Wednesday, February 8, 2012

Have Things Worsened Since 'It Gets Better' Started?

savage_th.jpgFiled By Daniel Villarreal at bilerico.com

Jamey Rodemeyer and Eric James Borges. Both teenagers got tormented at school and called "faggot" for being different. Both uploaded It Gets Better (IGB) videos to YouTube weeks before killing themselves.
Both should make us question whether IGB has actually done anything to help the suicidal queer teens it originally sought to help or, as Dan Savage told The Dallas Voice this week, whether anti-gay bullying has actually gotten worse since his campaign began.
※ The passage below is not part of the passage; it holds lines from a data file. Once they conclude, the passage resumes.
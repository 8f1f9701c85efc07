use thiserror::Error;

/// Business errors for auth workflows
#[derive(Debug, Error)]
pub enum AuthError {
    #[error("validation failed: {0}")]
    Validation(String),
    #[error("user already exists")]
    Conflict,
    #[error("user not found")]
    NotFound,
    #[error("invalid credentials")]
    Unauthorized,
    #[error("account disabled")]
    Disabled,
    #[error("hashing error: {0}")]
    HashError(String),
    #[error("token error: {0}")]
    TokenError(String),
    #[error("repository error: {0}")]
    Repository(String),
}

impl AuthError {
    /// Stable numeric code for external mapping/logging
    pub fn code(&self) -> u16 {
        match self {
            AuthError::Validation(_) => 1001,
            AuthError::Conflict => 1002,
            AuthError::NotFound => 1003,
            AuthError::Unauthorized => 1004,
            AuthError::Disabled => 1005,
            AuthError::HashError(_) => 1101,
            AuthError::TokenError(_) => 1102,
            AuthError::Repository(_) => 1200,
        }
    }
}

impl From<models::errors::ModelError> for AuthError {
    fn from(e: models::errors::ModelError) -> Self {
        match e {
            models::errors::ModelError::Validation(m) => AuthError::Validation(m),
            models::errors::ModelError::Conflict(_) => AuthError::Conflict,
            models::errors::ModelError::Db(m) => AuthError::Repository(m),
        }
    }
}

#[cfg(test)]
mod tests {
    use super::AuthError;

    #[test]
    fn codes_are_distinct() {
        let all = [
            AuthError::Validation(String::new()),
            AuthError::Conflict,
            AuthError::NotFound,
            AuthError::Unauthorized,
            AuthError::Disabled,
            AuthError::HashError(String::new()),
            AuthError::TokenError(String::new()),
            AuthError::Repository(String::new()),
        ];
        let mut codes: Vec<u16> = all.iter().map(AuthError::code).collect();
        codes.sort_unstable();
        codes.dedup();
        assert_eq!(codes.len(), all.len());
    }
}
During his keynote speech at the University of North Texas Equity and Diversity Conference today, Savage highlighted the IGB project's successes: it effectively put a gay-straight alliance in the pocket of any kid with a cellphone and has offered hope to countless kids - not only that their own lives might improve, but that their parents might eventually accept them, just as parents in some IGB videos have.
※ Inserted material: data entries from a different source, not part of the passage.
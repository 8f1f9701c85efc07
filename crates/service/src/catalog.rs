//! Courses and service offerings shown on the marketing site.

use chrono::Utc;
use sea_orm::{ActiveModelTrait, ColumnTrait, ConnectionTrait, EntityTrait, PaginatorTrait, QueryFilter, QueryOrder, Set};
use serde::Deserialize;
use tracing::{info, instrument};

use models::{course, service_offering, validate};

use crate::errors::ServiceError;

#[derive(Debug, Clone, Deserialize)]
pub struct CourseInput {
    pub title: String,
    #[serde(default)]
    pub slug: Option<String>,
    #[serde(default)]
    pub description: Option<String>,
    #[serde(default)]
    pub duration_weeks: Option<i32>,
    #[serde(default)]
    pub monthly_fee: i64,
    #[serde(default)]
    pub is_active: Option<bool>,
}

#[derive(Debug, Clone, Default, Deserialize)]
pub struct CourseUpdate {
    pub title: Option<String>,
    pub slug: Option<String>,
    pub description: Option<String>,
    pub duration_weeks: Option<i32>,
    pub monthly_fee: Option<i64>,
    pub is_active: Option<bool>,
}

#[derive(Debug, Clone, Deserialize)]
pub struct ServiceInput {
    pub title: String,
    #[serde(default)]
    pub description: Option<String>,
    #[serde(default)]
    pub icon: Option<String>,
    #[serde(default)]
    pub is_active: Option<bool>,
    #[serde(default)]
    pub sort_order: Option<i32>,
}

#[derive(Debug, Clone, Default, Deserialize)]
pub struct ServiceUpdate {
    pub title: Option<String>,
    pub description: Option<String>,
    pub icon: Option<String>,
    pub is_active: Option<bool>,
    pub sort_order: Option<i32>,
}

fn description(value: Option<&str>) -> Result<String, ServiceError> {
    Ok(validate::optional_text("description", value, 10_000)?.unwrap_or_default())
}

async fn ensure_slug_free<C: ConnectionTrait>(db: &C, slug: &str, except: Option<i32>) -> Result<(), ServiceError> {
    let mut q = course::Entity::find().filter(course::Column::Slug.eq(slug));
    if let Some(id) = except {
        q = q.filter(course::Column::Id.ne(id));
    }
    if q.one(db).await?.is_some() {
        return Err(ServiceError::Conflict(format!("course slug '{slug}' already in use")));
    }
    Ok(())
}

/// First free `course-<n>` for titles that yield no latin slug.
async fn generated_slug<C: ConnectionTrait>(db: &C) -> Result<String, ServiceError> {
    let mut n = course::Entity::find().count(db).await? + 1;
    loop {
        let slug = format!("course-{n}");
        if course::Entity::find().filter(course::Column::Slug.eq(&slug)).one(db).await?.is_none() {
            return Ok(slug);
        }
        n += 1;
    }
}

/// Courses ordered by title. `active_only` hides retired courses.
pub async fn list_courses<C: ConnectionTrait>(db: &C, active_only: bool) -> Result<Vec<course::Model>, ServiceError> {
    let mut q = course::Entity::find();
    if active_only {
        q = q.filter(course::Column::IsActive.eq(true));
    }
    Ok(q.order_by_asc(course::Column::Title).all(db).await?)
}

pub async fn get_course<C: ConnectionTrait>(db: &C, id: i32) -> Result<course::Model, ServiceError> {
    course::Entity::find_by_id(id).one(db).await?.ok_or_else(|| ServiceError::not_found("course"))
}

#[instrument(skip(db, input), fields(title = %input.title))]
pub async fn create_course<C: ConnectionTrait>(db: &C, input: CourseInput) -> Result<course::Model, ServiceError> {
    let title = course::validate_title(&input.title)?;
    let slug = match input.slug.as_deref().filter(|s| !s.trim().is_empty()) {
        Some(s) => course::slugify(s)?,
        None => match course::title_slug(&title) {
            Some(s) => s,
            None => generated_slug(db).await?,
        },
    };
    ensure_slug_free(db, &slug, None).await?;
    let now = Utc::now().into();
    let am = course::ActiveModel {
        title: Set(title),
        slug: Set(slug),
        description: Set(description(input.description.as_deref())?),
        duration_weeks: Set(course::validate_duration_weeks(input.duration_weeks.unwrap_or(12))?),
        monthly_fee: Set(validate::non_negative("monthly_fee", input.monthly_fee)?),
        is_active: Set(input.is_active.unwrap_or(true)),
        created_at: Set(now),
        updated_at: Set(now),
        ..Default::default()
    };
    let m = am.insert(db).await?;
    info!(id = %m.id, slug = %m.slug, "created course");
    Ok(m)
}

#[instrument(skip(db, input))]
pub async fn update_course<C: ConnectionTrait>(db: &C, id: i32, input: CourseUpdate) -> Result<course::Model, ServiceError> {
    let mut am: course::ActiveModel = get_course(db, id).await?.into();
    if let Some(t) = input.title.as_deref() {
        am.title = Set(course::validate_title(t)?);
    }
    if let Some(s) = input.slug.as_deref() {
        let slug = course::slugify(s)?;
        ensure_slug_free(db, &slug, Some(id)).await?;
        am.slug = Set(slug);
    }
    if let Some(d) = input.description.as_deref() {
        am.description = Set(description(Some(d))?);
    }
    if let Some(w) = input.duration_weeks {
        am.duration_weeks = Set(course::validate_duration_weeks(w)?);
    }
    if let Some(fee) = input.monthly_fee {
        am.monthly_fee = Set(validate::non_negative("monthly_fee", fee)?);
    }
    if let Some(a) = input.is_active {
        am.is_active = Set(a);
    }
    am.updated_at = Set(Utc::now().into());
    let m = am.update(db).await?;
    info!(id = %m.id, "updated course");
    Ok(m)
}

/// Returns `false` when nothing was deleted.
pub async fn delete_course<C: ConnectionTrait>(db: &C, id: i32) -> Result<bool, ServiceError> {
    let res = course::Entity::delete_by_id(id).exec(db).await?;
    Ok(res.rows_affected > 0)
}

pub async fn list_services<C: ConnectionTrait>(db: &C, active_only: bool) -> Result<Vec<service_offering::Model>, ServiceError> {
    let mut q = service_offering::Entity::find();
    if active_only {
        q = q.filter(service_offering::Column::IsActive.eq(true));
    }
    Ok(q
        .order_by_asc(service_offering::Column::SortOrder)
        .order_by_asc(service_offering::Column::Id)
        .all(db)
        .await?)
}

pub async fn get_service<C: ConnectionTrait>(db: &C, id: i32) -> Result<service_offering::Model, ServiceError> {
    service_offering::Entity::find_by_id(id).one(db).await?.ok_or_else(|| ServiceError::not_found("service"))
}

#[instrument(skip(db, input), fields(title = %input.title))]
pub async fn create_service<C: ConnectionTrait>(db: &C, input: ServiceInput) -> Result<service_offering::Model, ServiceError> {
    let now = Utc::now().into();
    let am = service_offering::ActiveModel {
        title: Set(validate::required_text("title", &input.title, 200)?),
        description: Set(description(input.description.as_deref())?),
        icon: Set(validate::optional_text("icon", input.icon.as_deref(), 64)?),
        is_active: Set(input.is_active.unwrap_or(true)),
        sort_order: Set(input.sort_order.unwrap_or(0)),
        created_at: Set(now),
        updated_at: Set(now),
        ..Default::default()
    };
    let m = am.insert(db).await?;
    info!(id = %m.id, "created service");
    Ok(m)
}

pub async fn update_service<C: ConnectionTrait>(db: &C, id: i32, input: ServiceUpdate) -> Result<service_offering::Model, ServiceError> {
    let mut am: service_offering::ActiveModel = get_service(db, id).await?.into();
    if let Some(t) = input.title.as_deref() {
        am.title = Set(validate::required_text("title", t, 200)?);
    }
    if let Some(d) = input.description.as_deref() {
        am.description = Set(description(Some(d))?);
    }
    if input.icon.is_some() {
        am.icon = Set(validate::optional_text("icon", input.icon.as_deref(), 64)?);
    }
    if let Some(a) = input.is_active {
        am.is_active = Set(a);
    }
    if let Some(o) = input.sort_order {
        am.sort_order = Set(o);
    }
    am.updated_at = Set(Utc::now().into());
    let m = am.update(db).await?;
    info!(id = %m.id, "updated service");
    Ok(m)
}

pub async fn delete_service<C: ConnectionTrait>(db: &C, id: i32) -> Result<bool, ServiceError> {
    let res = service_offering::Entity::delete_by_id(id).exec(db).await?;
    Ok(res.rows_affected > 0)
}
Savage said that the old deal for LGBT people used to be 'You're ours to torture until you're 18 and when you're 18 you can move away and if you're not too screwed up by then, you can build a stable life for yourself. But you can't still talk to the kids we're still torturing in the same families, the same schools and the same churches that we tortured you in. And if you try to, we will accuse you of being a pedophile or recruiting or corrupting our youth.'He says the IGB project destroyed that old order and effectively told its protectors, "We're gonna talk to your kids whether you realize you want us to or not. If you're not ready to parent those kids, we will help them, and one day you will thank us."
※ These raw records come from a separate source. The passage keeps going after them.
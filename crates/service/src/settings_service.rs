//! Key/value site settings.

use std::collections::BTreeMap;

use chrono::Utc;
use sea_orm::sea_query::OnConflict;
use sea_orm::{DatabaseConnection, ConnectionTrait, EntityTrait, Set, TransactionTrait};
use serde::Serialize;
use tracing::{info, instrument};

use configs::AcademyConfig;
use models::setting;

use crate::errors::ServiceError;

pub async fn get_all<C: ConnectionTrait>(db: &C) -> Result<BTreeMap<String, String>, ServiceError> {
    let rows = setting::Entity::find().all(db).await?;
    Ok(rows.into_iter().map(|r| (r.key, r.value)).collect())
}

/// Upsert every pair in one transaction. Any invalid key rejects the whole
/// batch before anything is written.
#[instrument(skip(db, values), fields(count = values.len()))]
pub async fn upsert_many(db: &DatabaseConnection, values: BTreeMap<String, String>) -> Result<BTreeMap<String, String>, ServiceError> {
    for (k, v) in &values {
        setting::validate_key(k)?;
        if v.chars().count() > 10_000 {
            return Err(ServiceError::validation(format!("value for '{k}' too long")));
        }
    }
    let txn = db.begin().await?;
    let now: chrono::DateTime<chrono::FixedOffset> = Utc::now().into();
    for (k, v) in values {
        let am = setting::ActiveModel { key: Set(k), value: Set(v), updated_at: Set(now) };
        setting::Entity::insert(am)
            .on_conflict(
                OnConflict::column(setting::Column::Key)
                    .update_columns([setting::Column::Value, setting::Column::UpdatedAt])
                    .to_owned(),
            )
            .exec_without_returning(&txn)
            .await?;
    }
    txn.commit().await?;
    let all = get_all(db).await?;
    info!(total = all.len(), "settings saved");
    Ok(all)
}

/// Academy details printed on challans: stored settings first, config as
/// fallback.
#[derive(Debug, Clone, Serialize, PartialEq)]
pub struct AcademyProfile {
    pub site_name: String,
    pub currency: String,
    pub bank_name: String,
    pub bank_account_title: String,
    pub bank_account_number: String,
}

pub async fn academy_profile<C: ConnectionTrait>(db: &C, fallback: &AcademyConfig) -> Result<AcademyProfile, ServiceError> {
    let stored = get_all(db).await?;
    let pick = |key: &str, default: &str| {
        stored
            .get(key)
            .map(|v| v.trim())
            .filter(|v| !v.is_empty())
            .unwrap_or(default)
            .to_string()
    };
    Ok(AcademyProfile {
        site_name: pick(setting::SITE_NAME, &fallback.name),
        currency: pick(setting::CURRENCY, &fallback.currency),
        bank_name: pick(setting::BANK_NAME, &fallback.bank_name),
        bank_account_title: pick(setting::BANK_ACCOUNT_TITLE, &fallback.bank_account_title),
        bank_account_number: pick(setting::BANK_ACCOUNT_NUMBER, &fallback.bank_account_number),
    })
}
But while his campaign has helped push the issue of LGBT-based bullying into the national spotlight, Savage says that increased societal awareness of queer youth has actually made these days "the best of times and the worst of times" to grow up queer. No longer can a gay kid fly under the radar without their peers wondering why they're different or why they're not dating girls.
These days, Savage says, we have more anti-LGBT political initiatives and more so-called Christians talking about how being gay is a threat to humanity itself. And kids who see their parents bashing queers at the ballot box and the pulpit then go on to bash them at school, thinking that they're doing the right thing.
"Do you know what the It Gets Better project can't do?" Savage asked the crowd. "It can't end bullying. And we never said it could."
He's right. Right now the IGB website serves as a storehouse for all the user-uploaded video testimonies but no content telling kids how to handle actual bullying.
And rather than replicate the anti-bullying efforts of other pre-existing organizations, Savage directs LGBT youth advocates to support Al Franken's Student Non-Discrimination Act; the Gay, Lesbian and Straight Education Network (GLSEN); the Trevor Project and the ACLU's anti-discrimination efforts for queer youth in schools.
"[The Trevor Project] is there to talk kids off the ledge, GLSEN is there to make sure there are fewer kids in our schools climbing out onto that ledge and the ACLU is there sue the crap out of schools that push kids onto that ledge," Savage told the university audience.
But ultimately Savage says that he'd like the IGB project to merge with another pro-LGBT youth organization rather than continue on its own. He added that he's in talks with several organizations about that prospect.
Savage ended his speech my mentioning, "People say, 'Are you thrilled with the success of the It Gets Better project?'... I would really be thrilled if we could pull the whole thing down tomorrow. If there had never been a need for it at all."